Registrierung von Interesse Punkte

Um die Ansichten aufeinander, die Lage jeder Perle in jeder Ansicht registrieren zeichnet sich durch seine Position in Bezug auf die drei am nächsten benachbarten Perlen beschrieben. Diese Konstellationen bilden einen lokalen geometrischen Descriptor und ermöglichen Vergleichen jeder Wulst zwischen den Ansichten. Beads mit passendem Descriptor zwischen zwei Ansichten werden dann als Kandidat Korrespondenzen berücksichtigt.
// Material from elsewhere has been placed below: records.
//! HTTP Handlers

use axum::extract::{Path, Query, State};
use axum::http::HeaderMap;
use axum::{Extension, Json};
use std::sync::Arc;

use platform::bearer::extract_bearer;

use crate::application::config::AuthConfig;
use crate::application::token::TokenService;
use crate::application::admin::{ACTIVITY_LOG_DEFAULT_LIMIT, USER_LIST_DEFAULT_LIMIT};
use crate::application::{
    AdminUseCase, AuthorizationGate, CredentialHasher, IdentityStore, LoginInput, LoginUseCase,
    RefreshUseCase, RegisterUseCase, Registration,
};
use crate::domain::entity::{AdminActor, ProfilePatch, User};
use crate::domain::repository::{IdentityRepository, UserListFilter};
use crate::domain::value_object::{UserId, user_role::UserRole};
use crate::error::{AuthError, AuthResult};
use crate::presentation::dto::{
    ActionResponse, ActivityLogsQuery, ActivityLogsResponse, LoginRequest, RegisterRequest,
    RoleUpdateRequest, StatusUpdateRequest, TokenResponse, UpdateProfileRequest, UserListQuery,
    UserListResponse, UserResponse,
};
use crate::presentation::middleware::{ClientMeta, CurrentUser};

/// Shared state for auth handlers
pub struct AuthAppState<R> {
    pub repo: Arc<R>,
    pub config: Arc<AuthConfig>,
    pub tokens: Arc<TokenService>,
}

// Manual impl: `R` itself need not be `Clone`
impl<R> Clone for AuthAppState<R> {
    fn clone(&self) -> Self {
        Self {
            repo: self.repo.clone(),
            config: self.config.clone(),
            tokens: self.tokens.clone(),
        }
    }
}

impl<R> AuthAppState<R>
where
    R: IdentityRepository,
{
    pub fn new(repo: Arc<R>, config: AuthConfig) -> Self {
        let tokens = Arc::new(TokenService::new(&config));
        Self {
            repo,
            config: Arc::new(config),
            tokens,
        }
    }

    pub fn gate(&self) -> AuthorizationGate<R> {
        AuthorizationGate::new(self.repo.clone(), self.tokens.clone())
    }

    fn identity_store(&self) -> IdentityStore<R> {
        IdentityStore::new(self.repo.clone(), CredentialHasher::new(self.config.hash_cost))
    }
}

// ============================================================================
// Auth
// ============================================================================

/// POST /api/auth/register
pub async fn register<R>(
    State(state): State<AuthAppState<R>>,
    Json(req): Json<RegisterRequest>,
) -> AuthResult<Json<TokenResponse>>
where
    R: IdentityRepository,
{
    let use_case = RegisterUseCase::new(state.repo.clone(), state.config.clone(), state.tokens.clone());

    let signed_in = use_case
        .execute(Registration {
            username: req.username,
            email: req.email,
            password: req.password,
            display_name: req.display_name,
            language: req.language,
        })
        .await?;

    Ok(Json(signed_in.into()))
}

/// POST /api/auth/login
pub async fn login<R>(
    State(state): State<AuthAppState<R>>,
    Json(req): Json<LoginRequest>,
) -> AuthResult<Json<TokenResponse>>
where
    R: IdentityRepository,
{
    let use_case = LoginUseCase::new(state.repo.clone(), state.config.clone(), state.tokens.clone());

    let signed_in = use_case
        .execute(LoginInput {
            email: req.email,
            password: req.password,
        })
        .await?;

    Ok(Json(signed_in.into()))
}

/// POST /api/auth/refresh
///
/// The refresh token comes in the `Authorization: Bearer` header.
pub async fn refresh<R>(
    State(state): State<AuthAppState<R>>,
    headers: HeaderMap,
) -> AuthResult<Json<TokenResponse>>
where
    R: IdentityRepository,
{
    let token = extract_bearer(&headers).ok_or(AuthError::Unauthorized)?;
    let use_case = RefreshUseCase::new(state.repo.clone(), state.tokens.clone());

    let signed_in = use_case.execute(token).await?;
    Ok(Json(signed_in.into()))
}

/// GET /api/auth/me
pub async fn me(Extension(CurrentUser(user)): Extension<CurrentUser>) -> Json<UserResponse> {
    Json(user.into())
}

/// PUT /api/auth/me
pub async fn update_me<R>(
    State(state): State<AuthAppState<R>>,
    Extension(CurrentUser(user)): Extension<CurrentUser>,
    Json(req): Json<UpdateProfileRequest>,
) -> AuthResult<Json<UserResponse>>
where
    R: IdentityRepository,
{
    let patch = ProfilePatch {
        display_name: req.display_name,
        bio: req.bio,
        avatar_url: req.avatar_url,
        preferences: req.preferences,
    };

    let updated = state.identity_store().update_profile(&user.id, patch).await?;
    Ok(Json(updated.into()))
}

// ============================================================================
// Admin
// ============================================================================

fn actor(user: &User, meta: ClientMeta) -> AdminActor {
    AdminActor {
        user_id: user.id,
        username: user.username.to_string(),
        ip_address: meta.ip_address,
        user_agent: meta.user_agent,
    }
}

/// Ids are opaque to clients; one that does not parse names nobody.
fn target_id(raw: &str) -> AuthResult<UserId> {
    raw.parse().map_err(|_| AuthError::UserNotFound)
}

/// GET /api/admin/users?role=&is_active=&search=&page=&limit=
pub async fn admin_list_users<R>(
    State(state): State<AuthAppState<R>>,
    Query(query): Query<UserListQuery>,
) -> AuthResult<Json<UserListResponse>>
where
    R: IdentityRepository,
{
    let role = query
        .role
        .map(|code| {
            UserRole::from_code(&code)
                .ok_or_else(|| AuthError::validation("role", format!("Unknown role: {code}")))
        })
        .transpose()?;

    let filter = UserListFilter {
        role,
        is_active: query.is_active,
        search: query.search,
        page: query.page.unwrap_or(1),
        limit: query.limit.unwrap_or(USER_LIST_DEFAULT_LIMIT),
    };
    let page = AdminUseCase::new(state.repo.clone())
        .list_users(filter.clone())
        .await?;

    Ok(Json(UserListResponse::new(page, &filter)))
}

/// GET /api/admin/users/{id}
pub async fn admin_get_user<R>(
    State(state): State<AuthAppState<R>>,
    Path(id): Path<String>,
) -> AuthResult<Json<UserResponse>>
where
    R: IdentityRepository,
{
    let user = AdminUseCase::new(state.repo.clone())
        .get_user(&target_id(&id)?)
        .await?;
    Ok(Json(user.into()))
}

/// PUT /api/admin/users/{id}/role
pub async fn admin_update_role<R>(
    State(state): State<AuthAppState<R>>,
    Extension(CurrentUser(admin)): Extension<CurrentUser>,
    Extension(meta): Extension<ClientMeta>,
    Path(id): Path<String>,
    Json(req): Json<RoleUpdateRequest>,
) -> AuthResult<Json<ActionResponse>>
where
    R: IdentityRepository,
{
    let role = UserRole::from_code(&req.role)
        .ok_or_else(|| AuthError::validation("role", format!("Unknown role: {}", req.role)))?;

    AdminUseCase::new(state.repo.clone())
        .change_role(&actor(&admin, meta), &target_id(&id)?, role)
        .await?;

    Ok(Json(ActionResponse::ok("User role updated successfully")))
}

/// PUT /api/admin/users/{id}/status
pub async fn admin_update_status<R>(
    State(state): State<AuthAppState<R>>,
    Extension(CurrentUser(admin)): Extension<CurrentUser>,
    Extension(meta): Extension<ClientMeta>,
    Path(id): Path<String>,
    Json(req): Json<StatusUpdateRequest>,
) -> AuthResult<Json<ActionResponse>>
where
    R: IdentityRepository,
{
    AdminUseCase::new(state.repo.clone())
        .change_status(&actor(&admin, meta), &target_id(&id)?, req.is_active, req.reason)
        .await?;

    let status_text = if req.is_active { "enabled" } else { "disabled" };
    Ok(Json(ActionResponse::ok(format!("User account {status_text} successfully"))))
}

/// DELETE /api/admin/users/{id}
pub async fn admin_delete_user<R>(
    State(state): State<AuthAppState<R>>,
    Extension(CurrentUser(admin)): Extension<CurrentUser>,
    Extension(meta): Extension<ClientMeta>,
    Path(id): Path<String>,
) -> AuthResult<Json<ActionResponse>>
where
    R: IdentityRepository,
{
    AdminUseCase::new(state.repo.clone())
        .delete_user(&actor(&admin, meta), &target_id(&id)?)
        .await?;

    Ok(Json(ActionResponse::ok("User account deleted successfully")))
}

/// GET /api/admin/activity-logs?limit=
pub async fn admin_activity_logs<R>(
    State(state): State<AuthAppState<R>>,
    Query(query): Query<ActivityLogsQuery>,
) -> AuthResult<Json<ActivityLogsResponse>>
where
    R: IdentityRepository,
{
    let limit = query.limit.unwrap_or(ACTIVITY_LOG_DEFAULT_LIMIT);
    let logs = AdminUseCase::new(state.repo.clone())
        .activity_logs(limit)
        .await?;

    let logs: Vec<_> = logs.into_iter().map(Into::into).collect();
    Ok(Json(ActivityLogsResponse {
        total_count: logs.len(),
        logs,
    }))
}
Beachten Sie, dass dies nur für Perlen statistisch verteilt arbeitet, für die die lokalen Deskriptoren für jedes Kügelchen typischerweise einzigartig sind.Man kann andere Strukturen verwenden wie Kerne in der Probe für die Registrierung. Um Kerne jedoch zu erkennen, die nicht zufällig in der Probe verteilt sind, gelten andere Methoden 20,21.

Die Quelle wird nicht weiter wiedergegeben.